When people with anxiety are sitting in my office, one of the first things I do is attempt to identify the life situations that might not be in accord with the clients’ heart. It’s rarely obvious and takes a willingness to investigate things that may not be acceptable in your mind. If they were, we wouldn’t be anxious about it!

Anxiety is a fear related reaction. It is born of dread, worry, and threat. We have to figure out the primal fear. I was afraid that if I wasn’t ‘who’ Hubby wanted me to be then he would cheat on me or leave me. Rational thought was overridden by the fear. The fear itself wasn’t what created the anxiety, though – it was the way that I coped with the fear. I engaged in behavior that ‘he’ wanted… I did what made ‘him’ happy – not what made me comfortable or felt right to me. The fact that I was coping with fear in a way inconsistent with my spirit is what activated the anxiety.

When we look for answers, we have to look in the right place and we have to be honest. Sometimes, I think that is the hardest part. Occasionally, if we are honest it is like opening Pandora’s box. This honesty means this… leads to that… which is impossible. Clients sometimes tell me that if they were to do what they wanted then they wouldn’t be in their marriage – or family – or job and leaving would be disastrous. Hmmm. Maybe they are doing what they want then… sometimes we only get to choose between two lessor items.

I know a lot of people who live by ‘should’s’ in their life – people who suffer from anxiety. Many of them are expectations that are not genuine to personal spirit – personal desire. Where do they come from? If they are not YOUR should’s… why do you attempt to fulfill them? It’s not an easy question to answer but it’s definitely worth asking and identifying.

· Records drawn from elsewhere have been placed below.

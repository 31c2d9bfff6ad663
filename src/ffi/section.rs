//! Critical section FFI.

#![allow(unsafe_op_in_unsafe_fn)]

use super::types::{VasmCriticalSection, VasmResult};
use crate::jit::CriticalSection;

#[unsafe(no_mangle)]
pub extern "C" fn vasm_critical_section_new() -> *mut VasmCriticalSection {
    Box::into_raw(Box::new(CriticalSection::new())) as *mut VasmCriticalSection
}

/// # Safety
/// `section` must be NULL or come from `vasm_critical_section_new`, must
/// not be held by any thread, and must not be used afterwards.
#[unsafe(no_mangle)]
pub unsafe extern "C" fn vasm_critical_section_free(section: *mut VasmCriticalSection) {
    if !section.is_null() {
        drop(Box::from_raw(section as *mut CriticalSection));
    }
}

/// Block until the calling thread owns `section`.
///
/// Returns `ErrOs` if the thread already owns it.
///
/// # Safety
/// `section` must be NULL or a live pointer from `vasm_critical_section_new`.
#[unsafe(no_mangle)]
pub unsafe extern "C" fn vasm_critical_section_enter(section: *mut VasmCriticalSection) -> VasmResult {
    match (section as *const CriticalSection).as_ref() {
        Some(section) => status(section.lock_raw()),
        None => VasmResult::ErrNull,
    }
}

/// Release `section`. Must be called by the thread that entered it.
///
/// # Safety
/// As for [`vasm_critical_section_enter`].
#[unsafe(no_mangle)]
pub unsafe extern "C" fn vasm_critical_section_leave(section: *mut VasmCriticalSection) -> VasmResult {
    match (section as *const CriticalSection).as_ref() {
        Some(section) => status(section.unlock_raw()),
        None => VasmResult::ErrNull,
    }
}

fn status(rc: i32) -> VasmResult {
    if rc == 0 { VasmResult::Ok } else { VasmResult::ErrOs }
}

I baked Christmas cookies today, not because I ‘should’ – not because it is part of the traditional expectation of people who have their shit together – not because anyone will be waiting for them -but because I ‘could’. I did it because everything else is ready and I wanted the house to smell good and I hadn’t done it in years really. No expectations… just a desire to do something that fit well into my life – and it was good.